━━ Information shown ━━
//! Child process lifetime management
//!
//! A tool killed halfway through (`wipefs`, `cryptsetup luksFormat`,
//! `pacstrap`) must not keep running after the deployer is gone. Every child
//! is spawned as the leader of its own process group with a parent-death
//! signal, and its PID is tracked in a global registry so that a signal or
//! an early drop can take the whole tree down.

use nix::libc;
use nix::sys::signal::{self, Signal};
use nix::unistd::Pid;
use std::collections::HashSet;
use std::sync::{Arc, Mutex, OnceLock};
use std::time::{Duration, Instant};

static CHILD_REGISTRY: OnceLock<Arc<Mutex<ChildRegistry>>> = OnceLock::new();

/// Grace period between SIGTERM and SIGKILL on signal-triggered shutdown.
const SIGNAL_GRACE: Duration = Duration::from_secs(3);

/// Set of running child process groups.
#[derive(Debug, Default)]
pub struct ChildRegistry {
    pids: HashSet<u32>,
    terminating: bool,
}

impl ChildRegistry {
    /// The process-wide registry.
    pub fn global() -> Arc<Mutex<ChildRegistry>> {
        CHILD_REGISTRY
            .get_or_init(|| Arc::new(Mutex::new(ChildRegistry::default())))
            .clone()
    }

    pub fn register(&mut self, pid: u32) {
        self.pids.insert(pid);
        tracing::trace!("Tracking child process group {}", pid);
    }

    pub fn unregister(&mut self, pid: u32) {
        self.pids.remove(&pid);
        tracing::trace!("Released child process group {}", pid);
    }

    pub fn count(&self) -> usize {
        self.pids.len()
    }

    /// SIGTERM every tracked group, wait up to `grace`, then SIGKILL the rest.
    /// Runs at most once per registry.
    pub fn terminate_all(&mut self, grace: Duration) {
        if self.terminating {
            return;
        }
        self.terminating = true;

        if self.pids.is_empty() {
            return;
        }

        let pids: Vec<u32> = self.pids.iter().copied().collect();
        tracing::warn!("Terminating {} running command(s)", pids.len());
        for &pid in &pids {
            signal_group_or_process(pid, Signal::SIGTERM);
        }

        let start = Instant::now();
        while start.elapsed() < grace {
            if pids.iter().all(|&pid| !is_process_alive(pid)) {
                self.pids.clear();
                return;
            }
            std::thread::sleep(Duration::from_millis(100));
        }

        for &pid in pids.iter().filter(|&&pid| is_process_alive(pid)) {
            tracing::warn!("Process group {} ignored SIGTERM, sending SIGKILL", pid);
            signal_group_or_process(pid, Signal::SIGKILL);
        }
        self.pids.clear();
    }
}

fn signal_group_or_process(pid: u32, sig: Signal) {
    // Negative PID addresses the whole group, reaching grandchildren too
    if signal::kill(Pid::from_raw(-(pid as i32)), sig).is_err() {
        if let Err(e) = signal::kill(Pid::from_raw(pid as i32), sig) {
            tracing::debug!("Failed to send {} to {}: {}", sig, pid, e);
        }
    }
}

/// Alive means the PID exists and is neither a zombie nor dead.
fn is_process_alive(pid: u32) -> bool {
    if signal::kill(Pid::from_raw(pid as i32), None).is_err() {
        return false;
    }
    match std::fs::read_to_string(format!("/proc/{}/stat", pid)) {
        Ok(stat) => {
            // Field 3 is the state; the command name in field 2 may hold spaces
            let state = stat
                .rsplit_once(')')
                .and_then(|(_, rest)| rest.split_whitespace().next());
            !matches!(state, Some("Z") | Some("X"))
        }
        Err(_) => true,
    }
}

/// Terminates every tracked child when dropped.
///
/// Held by `main` for the duration of a deployment.
pub struct ProcessGuard {
    registry: Arc<Mutex<ChildRegistry>>,
}

impl ProcessGuard {
    pub fn new() -> Self {
        Self {
            registry: ChildRegistry::global(),
        }
    }
}

impl Default for ProcessGuard {
    fn default() -> Self {
        Self::new()
    }
}

impl Drop for ProcessGuard {
    fn drop(&mut self) {
        if let Ok(mut registry) = self.registry.lock() {
            registry.terminate_all(Duration::from_secs(5));
        }
    }
}

/// Install the SIGINT/SIGTERM/SIGHUP watcher.
///
/// On a signal the watcher kills the running command tree and exits with
/// `128 + signal`. No unmount or mapper close happens on this path.
pub fn init_signal_handlers() -> std::io::Result<()> {
    use signal_hook::consts::signal::{SIGHUP, SIGINT, SIGTERM};
    use signal_hook::iterator::Signals;

    let mut signals = Signals::new([SIGINT, SIGTERM, SIGHUP])?;

    std::thread::Builder::new()
        .name("signal-watcher".to_string())
        .spawn(move || {
            if let Some(sig) = signals.forever().next() {
                let name = match sig {
                    SIGINT => "SIGINT",
                    SIGTERM => "SIGTERM",
                    SIGHUP => "SIGHUP",
                    _ => "signal",
                };
                tracing::error!("Received {}, aborting deployment", name);
                if let Ok(mut registry) = ChildRegistry::global().lock() {
                    registry.terminate_all(SIGNAL_GRACE);
                }
                std::process::exit(128 + sig);
            }
        })?;

    Ok(())
}

/// Spawn a command as the leader of a fresh process group that dies with us.
pub trait CommandProcessGroup {
    fn in_new_process_group(&mut self) -> &mut Self;
}

impl CommandProcessGroup for std::process::Command {
    fn in_new_process_group(&mut self) -> &mut Self {
        use std::os::unix::process::CommandExt;
        self.process_group(0);
        // SAFETY: prctl is async-signal-safe and touches no shared state.
        unsafe {
            self.pre_exec(|| {
                if libc::prctl(libc::PR_SET_PDEATHSIG, libc::SIGTERM) == -1 {
                    return Err(std::io::Error::last_os_error());
                }
                Ok(())
            });
        }
        self
    }
}

#[cfg(test)]
mod tests {
    use super::*;
    use std::process::Command;

    #[test]
    fn test_registry_register_unregister() {
        let mut registry = ChildRegistry::default();
        registry.register(1234);
        registry.register(5678);
        registry.register(1234);
        assert_eq!(registry.count(), 2);
        registry.unregister(1234);
        assert_eq!(registry.count(), 1);
    }

    #[test]
    fn test_terminate_all_is_one_shot() {
        let mut registry = ChildRegistry::default();
        registry.terminate_all(Duration::from_millis(10));
        registry.register(1);
        // Second call is a no-op, PID 1 is never signalled
        registry.terminate_all(Duration::from_millis(10));
        assert_eq!(registry.count(), 1);
    }

    #[test]
    fn test_terminate_all_kills_process_group() {
        let mut child = Command::new("sleep")
            .arg("30")
            .in_new_process_group()
            .spawn()
            .expect("spawn sleep");
        let pid = child.id();

        let mut registry = ChildRegistry::default();
        registry.register(pid);
        registry.terminate_all(Duration::from_secs(2));

        let status = child.wait().expect("wait");
        assert!(!status.success());
        assert_eq!(registry.count(), 0);
    }

    #[test]
    fn test_dead_pid_is_not_alive() {
        let mut child = Command::new("true").spawn().expect("spawn true");
        let pid = child.id();
        child.wait().expect("wait");
        assert!(!is_process_alive(pid));
    }
}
━━━
Every entry is to be repeated exactly as it stands.

//! Child process lifetime management
//!
//! A tool killed halfway through (`wipefs`, `cryptsetup luksFormat`,
//! `pacstrap`) must not keep running after the deployer is gone. Every child
//! is spawned as the leader of its own process group with a parent-death
//! signal, and its PID is tracked in a global registry so that a signal or
//! an early drop can take the whole tree down.

use nix::libc;
use nix::sys::signal::{self, Signal};
use nix::unistd::Pid;
use std::collections::HashSet;
use std::sync::{Arc, Mutex, OnceLock};
use std::time::{Duration, Instant};

static CHILD_REGISTRY: OnceLock<Arc<Mutex<ChildRegistry>>> = OnceLock::new();

/// Grace period between SIGTERM and SIGKILL on signal-triggered shutdown.
const SIGNAL_GRACE: Duration = Duration::from_secs(3);

/// Set of running child process groups.
#[derive(Debug, Default)]
pub struct ChildRegistry {
    pids: HashSet<u32>,
    terminating: bool,
}

impl ChildRegistry {
    /// The process-wide registry.
    pub fn global() -> Arc<Mutex<ChildRegistry>> {
        CHILD_REGISTRY
            .get_or_init(|| Arc::new(Mutex::new(ChildRegistry::default())))
            .clone()
    }

    pub fn register(&mut self, pid: u32) {
        self.pids.insert(pid);
        tracing::trace!("Tracking child process group {}", pid);
    }

    pub fn unregister(&mut self, pid: u32) {
        self.pids.remove(&pid);
        tracing::trace!("Released child process group {}", pid);
    }

    pub fn count(&self) -> usize {
        self.pids.len()
    }

    /// SIGTERM every tracked group, wait up to `grace`, then SIGKILL the rest.
    /// Runs at most once per registry.
    pub fn terminate_all(&mut self, grace: Duration) {
        if self.terminating {
            return;
        }
        self.terminating = true;

        if self.pids.is_empty() {
            return;
        }

        let pids: Vec<u32> = self.pids.iter().copied().collect();
        tracing::warn!("Terminating {} running command(s)", pids.len());
        for &pid in &pids {
            signal_group_or_process(pid, Signal::SIGTERM);
        }

        let start = Instant::now();
        while start.elapsed() < grace {
            if pids.iter().all(|&pid| !is_process_alive(pid)) {
                self.pids.clear();
                return;
            }
            std::thread::sleep(Duration::from_millis(100));
        }

        for &pid in pids.iter().filter(|&&pid| is_process_alive(pid)) {
            tracing::warn!("Process group {} ignored SIGTERM, sending SIGKILL", pid);
            signal_group_or_process(pid, Signal::SIGKILL);
        }
        self.pids.clear();
    }
}

fn signal_group_or_process(pid: u32, sig: Signal) {
    // Negative PID addresses the whole group, reaching grandchildren too
    if signal::kill(Pid::from_raw(-(pid as i32)), sig).is_err() {
        if let Err(e) = signal::kill(Pid::from_raw(pid as i32), sig) {
            tracing::debug!("Failed to send {} to {}: {}", sig, pid, e);
        }
    }
}

/// Alive means the PID exists and is neither a zombie nor dead.
fn is_process_alive(pid: u32) -> bool {
    if signal::kill(Pid::from_raw(pid as i32), None).is_err() {
        return false;
    }
    match std::fs::read_to_string(format!("/proc/{}/stat", pid)) {
        Ok(stat) => {
            // Field 3 is the state; the command name in field 2 may hold spaces
            let state = stat
                .rsplit_once(')')
                .and_then(|(_, rest)| rest.split_whitespace().next());
            !matches!(state, Some("Z") | Some("X"))
        }
        Err(_) => true,
    }
}

/// Terminates every tracked child when dropped.
///
/// Held by `main` for the duration of a deployment.
pub struct ProcessGuard {
    registry: Arc<Mutex<ChildRegistry>>,
}

impl ProcessGuard {
    pub fn new() -> Self {
        Self {
            registry: ChildRegistry::global(),
        }
    }
}

impl Default for ProcessGuard {
    fn default() -> Self {
        Self::new()
    }
}

impl Drop for ProcessGuard {
    fn drop(&mut self) {
        if let Ok(mut registry) = self.registry.lock() {
            registry.terminate_all(Duration::from_secs(5));
        }
    }
}

/// Install the SIGINT/SIGTERM/SIGHUP watcher.
///
/// On a signal the watcher kills the running command tree and exits with
/// `128 + signal`. No unmount or mapper close happens on this path.
pub fn init_signal_handlers() -> std::io::Result<()> {
    use signal_hook::consts::signal::{SIGHUP, SIGINT, SIGTERM};
    use signal_hook::iterator::Signals;

    let mut signals = Signals::new([SIGINT, SIGTERM, SIGHUP])?;

    std::thread::Builder::new()
        .name("signal-watcher".to_string())
        .spawn(move || {
            if let Some(sig) = signals.forever().next() {
                let name = match sig {
                    SIGINT => "SIGINT",
                    SIGTERM => "SIGTERM",
                    SIGHUP => "SIGHUP",
                    _ => "signal",
                };
                tracing::error!("Received {}, aborting deployment", name);
                if let Ok(mut registry) = ChildRegistry::global().lock() {
                    registry.terminate_all(SIGNAL_GRACE);
                }
                std::process::exit(128 + sig);
            }
        })?;

    Ok(())
}

/// Spawn a command as the leader of a fresh process group that dies with us.
pub trait CommandProcessGroup {
    fn in_new_process_group(&mut self) -> &mut Self;
}

impl CommandProcessGroup for std::process::Command {
    fn in_new_process_group(&mut self) -> &mut Self {
        use std::os::unix::process::CommandExt;
        self.process_group(0);
        // SAFETY: prctl is async-signal-safe and touches no shared state.
        unsafe {
            self.pre_exec(|| {
                if libc::prctl(libc::PR_SET_PDEATHSIG, libc::SIGTERM) == -1 {
                    return Err(std::io::Error::last_os_error());
                }
                Ok(())
            });
        }
        self
    }
}

#[cfg(test)]
mod tests {
    use super::*;
    use std::process::Command;

    #[test]
    fn test_registry_register_unregister() {
        let mut registry = ChildRegistry::default();
        registry.register(1234);
        registry.register(5678);
        registry.register(1234);
        assert_eq!(registry.count(), 2);
        registry.unregister(1234);
        assert_eq!(registry.count(), 1);
    }

    #[test]
    fn test_terminate_all_is_one_shot() {
        let mut registry = ChildRegistry::default();
        registry.terminate_all(Duration::from_millis(10));
        registry.register(1);
        // Second call is a no-op, PID 1 is never signalled
        registry.terminate_all(Duration::from_millis(10));
        assert_eq!(registry.count(), 1);
    }

    #[test]
    fn test_terminate_all_kills_process_group() {
        let mut child = Command::new("sleep")
            .arg("30")
            .in_new_process_group()
            .spawn()
            .expect("spawn sleep");
        let pid = child.id();

        let mut registry = ChildRegistry::default();
        registry.register(pid);
        registry.terminate_all(Duration::from_secs(2));

        let status = child.wait().expect("wait");
        assert!(!status.success());
        assert_eq!(registry.count(), 0);
    }

    #[test]
    fn test_dead_pid_is_not_alive() {
        let mut child = Command::new("true").spawn().expect("spawn true");
        let pid = child.id();
        child.wait().expect("wait");
        assert!(!is_process_alive(pid));
    }
}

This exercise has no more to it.